Question on the behavior of dot notation

As the title suggests, I have a question about the behavior of dot notation.

Background

  • I am implementing the conjugate gradient method.
  • I am trying to speed up the vector processing by using dot notation.

The problem

  • I am getting different results with and without dot notation.
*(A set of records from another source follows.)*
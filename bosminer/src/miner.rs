// Copyright (C) 2019  Braiins Systems s.r.o.
//
// This file is part of Braiins Open-Source Initiative (BOSI).
//
// BOSI is free software: you can redistribute it and/or modify
// it under the terms of the GNU General Public License as published by
// the Free Software Foundation, either version 3 of the License, or
// (at your option) any later version.
//
// This program is distributed in the hope that it will be useful,
// but WITHOUT ANY WARRANTY; without even the implied warranty of
// MERCHANTABILITY or FITNESS FOR A PARTICULAR PURPOSE.  See the
// GNU General Public License for more details.
//
// You should have received a copy of the GNU General Public License
// along with this program.  If not, see <https://www.gnu.org/licenses/>.
//
// Please, keep in mind that we may also license BOSI or any part thereof
// under a proprietary license. For more information on the terms and conditions
// of such proprietary license or if you have any other questions, please
// contact us at opensource@braiins.com.

//! Per-worker state machine: pause bookkeeping, work-switch signalling and hashrate
//! accounting common to every worker variant (CUDA, OpenCL, simulation). Variant
//! kernel launches live in the sealer's own crate, not here.

use crate::work::{EpochContext, Solution, WorkPackage};
use std::sync::atomic::{AtomicU32, AtomicU64, Ordering};
use std::sync::{Arc, Condvar, Mutex};
use std::time::Instant;

/// Independent pause reasons. The worker is paused iff any bit is set.
#[derive(Debug, Clone, Copy, PartialEq, Eq)]
#[repr(u32)]
pub enum PauseReason {
    Overheating = 1 << 0,
    ApiRequest = 1 << 1,
    FarmPaused = 1 << 2,
    InsufficientMemory = 1 << 3,
    InitEpochError = 1 << 4,
}

const ALL_PAUSE_REASONS: [PauseReason; 5] = [
    PauseReason::Overheating,
    PauseReason::ApiRequest,
    PauseReason::FarmPaused,
    PauseReason::InsufficientMemory,
    PauseReason::InitEpochError,
];

/// The narrow back-reference a worker is given instead of reaching into a
/// process-global Farm singleton: only the handful of operations a worker actually
/// needs to call back into Farm with.
pub trait FarmFace: Send + Sync {
    fn submit_proof(&self, solution: Solution);
    fn failed_solution(&self, miner_index: usize);
    fn get_nonce_scrambler(&self) -> u64;
    fn get_segment_width(&self) -> u32;
    fn get_tstart(&self) -> u16;
    fn get_tstop(&self) -> u16;
}

/// Builds (or tears down) the per-epoch device state a worker needs. Kernel-level
/// detail is out of scope; this is the seam the core drives.
pub trait EpochInitializer: Send + Sync {
    fn init_epoch(&self, ctx: &EpochContext) -> bool;
}

/// An initializer that always succeeds immediately, for workers that keep no
/// per-epoch device state (simulation, tests).
#[derive(Debug, Default, Clone, Copy)]
pub struct NoopEpochInitializer;

impl EpochInitializer for NoopEpochInitializer {
    fn init_epoch(&self, _ctx: &EpochContext) -> bool {
        true
    }
}

struct WorkSlot {
    work: WorkPackage,
    epoch_ctx: Option<EpochContext>,
    quit: bool,
}

/// Common per-worker state. Owned exclusively by Farm; the control plane and
/// telemetry loop address a worker only through its index.
pub struct Miner {
    pub index: usize,
    pub descriptor: String,
    farm_face: Arc<dyn FarmFace>,
    epoch_init: Arc<dyn EpochInitializer>,
    slot: Mutex<WorkSlot>,
    work_available: Condvar,
    pause_flags: AtomicU32,
    hash_count: AtomicU64,
    last_reset: Mutex<Instant>,
}

impl Miner {
    pub fn new(
        index: usize,
        descriptor: impl Into<String>,
        farm_face: Arc<dyn FarmFace>,
        epoch_init: Arc<dyn EpochInitializer>,
    ) -> Self {
        Self {
            index,
            descriptor: descriptor.into(),
            farm_face,
            epoch_init,
            slot: Mutex::new(WorkSlot {
                work: WorkPackage::empty(),
                epoch_ctx: None,
                quit: false,
            }),
            work_available: Condvar::new(),
            pause_flags: AtomicU32::new(0),
            hash_count: AtomicU64::new(0),
            last_reset: Mutex::new(Instant::now()),
        }
    }

    /// Atomically replaces the current work under the work-lock and wakes the
    /// worker thread. If the epoch changed, re-runs epoch init before the next
    /// search resumes; failure sets the matching pause bit instead of propagating.
    pub fn set_work(&self, wp: WorkPackage, ctx: Option<EpochContext>) {
        let mut slot = self.slot.lock().expect("miner work lock poisoned");
        slot.work = wp;
        // Farm only hands us a context when it has decided the epoch changed, so
        // its presence (not a local epoch comparison) is what drives re-init.
        if let Some(ctx) = ctx {
            if self.epoch_init.init_epoch(&ctx) {
                self.resume(PauseReason::InitEpochError);
                self.resume(PauseReason::InsufficientMemory);
                slot.epoch_ctx = Some(ctx);
            } else {
                self.pause(PauseReason::InitEpochError);
            }
        }
        self.work_available.notify_all();
    }

    pub fn work(&self) -> WorkPackage {
        self.slot.lock().expect("miner work lock poisoned").work.clone()
    }

    /// Blocks the calling (worker) thread until new work is signalled or the
    /// worker is told to quit, then returns the current work (or `None` on quit).
    pub fn wait_for_work(&self) -> Option<WorkPackage> {
        let mut slot = self.slot.lock().expect("miner work lock poisoned");
        loop {
            if slot.quit {
                return None;
            }
            if !slot.work.is_empty() {
                return Some(slot.work.clone());
            }
            slot = self
                .work_available
                .wait(slot)
                .expect("miner work lock poisoned");
        }
    }

    /// Signals the worker thread to stop waiting for work and exit its loop.
    pub fn kick_miner(&self) {
        let mut slot = self.slot.lock().expect("miner work lock poisoned");
        slot.quit = true;
        self.work_available.notify_all();
    }

    pub fn pause(&self, reason: PauseReason) {
        self.pause_flags.fetch_or(reason as u32, Ordering::SeqCst);
    }

    pub fn resume(&self, reason: PauseReason) {
        self.pause_flags.fetch_and(!(reason as u32), Ordering::SeqCst);
    }

    pub fn pause_test(&self, reason: PauseReason) -> bool {
        self.pause_flags.load(Ordering::SeqCst) & reason as u32 != 0
    }

    pub fn paused(&self) -> bool {
        self.pause_flags.load(Ordering::SeqCst) != 0
    }

    /// Human-readable list of the currently-set pause reasons, e.g. "Overheating,FarmPaused".
    pub fn paused_string(&self) -> String {
        let flags = self.pause_flags.load(Ordering::SeqCst);
        ALL_PAUSE_REASONS
            .iter()
            .filter(|reason| flags & (**reason as u32) != 0)
            .map(|reason| format!("{:?}", reason))
            .collect::<Vec<_>>()
            .join(",")
    }

    /// Thermal control: sets `Overheating` above `tstop`, clears it below `tstart`.
    /// If `tstart >= tstop`, thermal pausing is disabled and this is a no-op.
    pub fn update_temperature(&self, temp_c: f32) {
        let tstart = self.farm_face.get_tstart();
        let tstop = self.farm_face.get_tstop();
        if tstart >= tstop {
            return;
        }
        if temp_c > tstop as f32 {
            self.pause(PauseReason::Overheating);
        } else if temp_c < tstart as f32 {
            self.resume(PauseReason::Overheating);
        }
    }

    /// Accumulates `group_size * increment` hashes toward the next rate read.
    pub fn update_hash_rate(&self, group_size: u64, increment: u64) {
        self.hash_count
            .fetch_add(group_size.saturating_mul(increment), Ordering::SeqCst);
    }

    /// Reads the accumulated hash count, computes a windowed rate against the time
    /// since the last read, and resets the window. Non-overlapping by construction.
    pub fn retrieve_hash_rate(&self) -> f64 {
        let mut last_reset = self.last_reset.lock().expect("miner timer lock poisoned");
        let elapsed = last_reset.elapsed().as_secs_f64();
        *last_reset = Instant::now();
        let hashes = self.hash_count.swap(0, Ordering::SeqCst);
        if elapsed <= 0.0 {
            return 0.0;
        }
        hashes as f64 / elapsed
    }

    pub fn submit_solution(&self, solution: Solution) {
        self.farm_face.submit_proof(solution);
    }

    pub fn report_failure(&self) {
        self.farm_face.failed_solution(self.index);
    }

    pub fn nonce_start(&self) -> u64 {
        crate::work::nonce_segment_start(
            self.farm_face.get_nonce_scrambler(),
            self.index as u64,
            self.farm_face.get_segment_width(),
        )
    }
}

#[cfg(test)]
mod test {
    use super::*;
    use crate::work::{nonce_segment_start, WorkPackage};
    use primitive_types::H256;
    use std::sync::Mutex as StdMutex;

    struct TestFarmFace {
        submitted: StdMutex<Vec<Solution>>,
        failures: StdMutex<Vec<usize>>,
    }

    impl TestFarmFace {
        fn new() -> Arc<Self> {
            Arc::new(Self {
                submitted: StdMutex::new(Vec::new()),
                failures: StdMutex::new(Vec::new()),
            })
        }
    }

    impl FarmFace for TestFarmFace {
        fn submit_proof(&self, solution: Solution) {
            self.submitted.lock().unwrap().push(solution);
        }
        fn failed_solution(&self, miner_index: usize) {
            self.failures.lock().unwrap().push(miner_index);
        }
        fn get_nonce_scrambler(&self) -> u64 {
            0x1000
        }
        fn get_segment_width(&self) -> u32 {
            40
        }
        fn get_tstart(&self) -> u16 {
            60
        }
        fn get_tstop(&self) -> u16 {
            80
        }
    }

    fn make_miner(index: usize) -> (Miner, Arc<TestFarmFace>) {
        let farm_face = TestFarmFace::new();
        let miner = Miner::new(
            index,
            "test",
            farm_face.clone(),
            Arc::new(NoopEpochInitializer),
        );
        (miner, farm_face)
    }

    #[test]
    fn set_work_round_trips() {
        let (miner, _) = make_miner(0);
        let mut wp = WorkPackage::empty();
        wp.header = H256::repeat_byte(7);
        wp.epoch = 1;
        miner.set_work(wp.clone(), Some(EpochContext::for_epoch(1)));
        assert_eq!(miner.work(), wp);
    }

    #[test]
    fn pause_resume_is_idempotent_per_reason() {
        let (miner, _) = make_miner(0);
        miner.pause(PauseReason::ApiRequest);
        assert!(miner.paused());
        assert!(miner.pause_test(PauseReason::ApiRequest));
        miner.resume(PauseReason::ApiRequest);
        assert!(!miner.paused());
    }

    #[test]
    fn other_reasons_unaffected_by_resume() {
        let (miner, _) = make_miner(0);
        miner.pause(PauseReason::Overheating);
        miner.pause(PauseReason::ApiRequest);
        miner.resume(PauseReason::ApiRequest);
        assert!(miner.pause_test(PauseReason::Overheating));
        assert!(!miner.pause_test(PauseReason::ApiRequest));
    }

    #[test]
    fn thermal_pause_respects_tstart_tstop_ordering() {
        let (miner, _) = make_miner(0);
        miner.update_temperature(90.0);
        assert!(miner.pause_test(PauseReason::Overheating));
        miner.update_temperature(50.0);
        assert!(!miner.pause_test(PauseReason::Overheating));
    }

    #[test]
    fn thermal_thresholds_are_strict() {
        let (miner, _) = make_miner(0);
        miner.update_temperature(80.0);
        assert!(!miner.pause_test(PauseReason::Overheating), "exactly tstop must not pause");
        miner.update_temperature(90.0);
        assert!(miner.pause_test(PauseReason::Overheating));
        miner.update_temperature(60.0);
        assert!(miner.pause_test(PauseReason::Overheating), "exactly tstart must not resume");
        miner.update_temperature(50.0);
        assert!(!miner.pause_test(PauseReason::Overheating));
    }

    #[test]
    fn hash_rate_resets_window_on_read() {
        let (miner, _) = make_miner(0);
        miner.update_hash_rate(1000, 10);
        std::thread::sleep(std::time::Duration::from_millis(10));
        let rate = miner.retrieve_hash_rate();
        assert!(rate > 0.0);
        let second = miner.retrieve_hash_rate();
        assert_eq!(second, 0.0);
    }

    #[test]
    fn nonce_start_uses_farm_face_values() {
        let (miner, _) = make_miner(2);
        assert_eq!(miner.nonce_start(), nonce_segment_start(0x1000, 2, 40));
    }

    #[test]
    fn kick_miner_unblocks_waiting_thread() {
        let (miner, _) = make_miner(0);
        let miner = Arc::new(miner);
        let waiter = miner.clone();
        let handle = std::thread::spawn(move || waiter.wait_for_work());
        std::thread::sleep(std::time::Duration::from_millis(20));
        miner.kick_miner();
        assert_eq!(handle.join().unwrap(), None);
    }
}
I guess I don’t understand the behavior of dot notation very well…

The code

struct EqVariable
  A ::Matrix{Float64}
  b ::Vector{Float64}
end
mutable struct CgVariable
  eqvar::EqVariable
  # new
  xk::Vector{Float64}
  rk::Vector{Float64}
  pkp::Vector{Float64}
  α::Float64
  β::Float64
  # now
  pk::Vector{Float64}
end

"""
Conjugate gradient algorithm
"""
function run_conjugate_gradient!(x0::Vector{Float64},
                                 A::Matrix{Float64},
                                 b::Vector{Float64};
                                 max_iter::Int=2000, threshold::Float64=10e-6,
                                 mode::Int=1)
  if mode == 1
    iterate_CG = iterate_CG1
  else
    iterate_CG = iterate_CG2
  end

  # initial iteration
  Ab = EqVariable(A, b)
  rk = b .- A * x0
  pk = rk

  var = CgVariable(
    Ab,
    x0, rk, similar(pk), 0.0, 0.0,
    pk
  )
  @inbounds for i in 1:max_iter
    var = iterate_CG(var)
    err = sum(abs.(var.rk))
    err < threshold && break
  end
  return var.xk
end

The problem is the following function.

"""
Basic iteration of the conjugate gradient algorithm1(true)
"""
@inline function iterate_CG1(var::CgVariable)
  c = var.eqvar.A * var.pk
  sq_rk = dot(var.rk, var.rk)
  var.α = sq_rk / dot(var.pk, c)
  @. var.xk += var.α * var.pk

  @. var.rk -= var.α * c
  var.β = dot(var.rk, var.rk) / sq_rk

  @. var.pkp = var.rk + var.β * var.pk
  var.pk = var.pkp              # Differences from iterate_CG2

  return var
end


"""
Basic iteration of the conjugate gradient algorithm2(false)
"""
@inline function iterate_CG2(var::CgVariable)
  c = var.eqvar.A * var.pk
  sq_rk = dot(var.rk, var.rk)
  var.α = sq_rk / dot(var.pk, c)
  @. var.xk += var.α * var.pk

  @. var.rk -= var.α * c
  var.β = dot(var.rk, var.rk) / sq_rk

  @. var.pkp = var.rk + var.β * var.pk
  @. var.pk = var.pkp           # Differences from iterate_CG1

  return var
end

As you can see in the comments, using dot notation like iterate_CG2 will calculate the wrong answer.

Example

This is a reference from wikipedia(Conjugate gradient method - Wikipedia).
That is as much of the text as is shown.